**Instructions to follow:**
Keep only the lines from the start of the data through the line containing "pub fn is_running(pid: u32)", and output them exactly.

**Exercise material:**
// ─── Process helpers ───
// Pid liveness and signal delivery through sysinfo, so lock recovery and
// interrupt forwarding behave the same on every platform.

use sysinfo::{Pid, ProcessesToUpdate, Signal, System};

fn lookup(pid: u32) -> (System, Pid) {
    let pid = Pid::from_u32(pid);
    let mut system = System::new();
    system.refresh_processes(ProcessesToUpdate::Some(&[pid]), true);
    (system, pid)
}

/// Whether a process with this pid currently exists.
pub fn is_running(pid: u32) -> bool {
    let (system, pid) = lookup(pid);
    system.process(pid).is_some()
}

/// Deliver `signal` to `pid`. Returns false when the process is gone or the
/// platform has no such signal.
pub fn send_signal(pid: u32, signal: Signal) -> bool {
    let (system, pid) = lookup(pid);
    system
        .process(pid)
        .and_then(|process| process.kill_with(signal))
        .unwrap_or(false)
}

**The answer:**
// ─── Process helpers ───
// Pid liveness and signal delivery through sysinfo, so lock recovery and
// interrupt forwarding behave the same on every platform.

use sysinfo::{Pid, ProcessesToUpdate, Signal, System};

fn lookup(pid: u32) -> (System, Pid) {
    let pid = Pid::from_u32(pid);
    let mut system = System::new();
    system.refresh_processes(ProcessesToUpdate::Some(&[pid]), true);
    (system, pid)
}

/// Whether a process with this pid currently exists.
pub fn is_running(pid: u32) -> bool {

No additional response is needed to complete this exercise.